Input for this task:
>>>>>
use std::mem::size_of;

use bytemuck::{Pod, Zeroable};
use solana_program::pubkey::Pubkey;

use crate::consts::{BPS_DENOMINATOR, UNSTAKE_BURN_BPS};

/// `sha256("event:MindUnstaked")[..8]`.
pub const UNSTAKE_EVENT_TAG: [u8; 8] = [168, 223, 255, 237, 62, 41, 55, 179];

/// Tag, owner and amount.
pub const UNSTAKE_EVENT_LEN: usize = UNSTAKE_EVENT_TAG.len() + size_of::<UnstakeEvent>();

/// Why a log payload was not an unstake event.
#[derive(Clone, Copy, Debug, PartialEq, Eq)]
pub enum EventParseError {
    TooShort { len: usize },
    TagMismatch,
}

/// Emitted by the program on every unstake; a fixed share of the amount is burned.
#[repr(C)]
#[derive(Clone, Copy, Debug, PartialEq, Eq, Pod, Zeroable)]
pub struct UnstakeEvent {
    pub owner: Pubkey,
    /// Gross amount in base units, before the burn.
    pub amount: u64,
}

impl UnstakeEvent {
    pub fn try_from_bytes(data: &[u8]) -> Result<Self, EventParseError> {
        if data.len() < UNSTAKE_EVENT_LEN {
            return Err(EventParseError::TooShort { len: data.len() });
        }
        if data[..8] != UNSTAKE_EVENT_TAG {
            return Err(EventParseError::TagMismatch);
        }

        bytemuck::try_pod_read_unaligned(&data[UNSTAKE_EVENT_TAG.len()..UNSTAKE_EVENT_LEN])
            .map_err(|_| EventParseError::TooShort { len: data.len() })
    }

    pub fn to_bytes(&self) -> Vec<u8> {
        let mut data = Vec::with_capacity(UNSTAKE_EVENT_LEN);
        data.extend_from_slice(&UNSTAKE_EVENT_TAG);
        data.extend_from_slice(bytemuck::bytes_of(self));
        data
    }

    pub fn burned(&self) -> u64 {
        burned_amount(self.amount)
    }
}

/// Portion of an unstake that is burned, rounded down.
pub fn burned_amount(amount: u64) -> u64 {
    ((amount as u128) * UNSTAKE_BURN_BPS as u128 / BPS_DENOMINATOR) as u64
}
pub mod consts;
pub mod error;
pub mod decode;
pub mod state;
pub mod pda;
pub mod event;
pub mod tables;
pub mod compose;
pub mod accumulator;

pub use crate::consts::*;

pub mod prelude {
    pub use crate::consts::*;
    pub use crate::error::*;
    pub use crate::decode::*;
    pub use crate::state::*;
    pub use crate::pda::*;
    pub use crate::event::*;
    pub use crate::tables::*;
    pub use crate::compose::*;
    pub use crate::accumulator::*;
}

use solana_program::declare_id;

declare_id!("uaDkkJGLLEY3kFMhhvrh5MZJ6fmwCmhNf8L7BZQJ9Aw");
<<<<<
What you hand back must match the records above exactly.

The answer:
use std::mem::size_of;

use bytemuck::{Pod, Zeroable};
use solana_program::pubkey::Pubkey;

use crate::consts::{BPS_DENOMINATOR, UNSTAKE_BURN_BPS};

/// `sha256("event:MindUnstaked")[..8]`.
pub const UNSTAKE_EVENT_TAG: [u8; 8] = [168, 223, 255, 237, 62, 41, 55, 179];

/// Tag, owner and amount.
pub const UNSTAKE_EVENT_LEN: usize = UNSTAKE_EVENT_TAG.len() + size_of::<UnstakeEvent>();

/// Why a log payload was not an unstake event.
#[derive(Clone, Copy, Debug, PartialEq, Eq)]
pub enum EventParseError {
    TooShort { len: usize },
    TagMismatch,
}

/// Emitted by the program on every unstake; a fixed share of the amount is burned.
#[repr(C)]
#[derive(Clone, Copy, Debug, PartialEq, Eq, Pod, Zeroable)]
pub struct UnstakeEvent {
    pub owner: Pubkey,
    /// Gross amount in base units, before the burn.
    pub amount: u64,
}

impl UnstakeEvent {
    pub fn try_from_bytes(data: &[u8]) -> Result<Self, EventParseError> {
        if data.len() < UNSTAKE_EVENT_LEN {
            return Err(EventParseError::TooShort { len: data.len() });
        }
        if data[..8] != UNSTAKE_EVENT_TAG {
            return Err(EventParseError::TagMismatch);
        }

        bytemuck::try_pod_read_unaligned(&data[UNSTAKE_EVENT_TAG.len()..UNSTAKE_EVENT_LEN])
            .map_err(|_| EventParseError::TooShort { len: data.len() })
    }

    pub fn to_bytes(&self) -> Vec<u8> {
        let mut data = Vec::with_capacity(UNSTAKE_EVENT_LEN);
        data.extend_from_slice(&UNSTAKE_EVENT_TAG);
        data.extend_from_slice(bytemuck::bytes_of(self));
        data
    }

    pub fn burned(&self) -> u64 {
        burned_amount(self.amount)
    }
}

/// Portion of an unstake that is burned, rounded down.
pub fn burned_amount(amount: u64) -> u64 {
    ((amount as u128) * UNSTAKE_BURN_BPS as u128 / BPS_DENOMINATOR) as u64
}
pub mod consts;
pub mod error;
pub mod decode;
pub mod state;
pub mod pda;
pub mod event;
pub mod tables;
pub mod compose;
pub mod accumulator;

pub use crate::consts::*;

pub mod prelude {
    pub use crate::consts::*;
    pub use crate::error::*;
    pub use crate::decode::*;
    pub use crate::state::*;
    pub use crate::pda::*;
    pub use crate::event::*;
    pub use crate::tables::*;
    pub use crate::compose::*;
    pub use crate::accumulator::*;
}

use solana_program::declare_id;

declare_id!("uaDkkJGLLEY3kFMhhvrh5MZJ6fmwCmhNf8L7BZQJ9Aw");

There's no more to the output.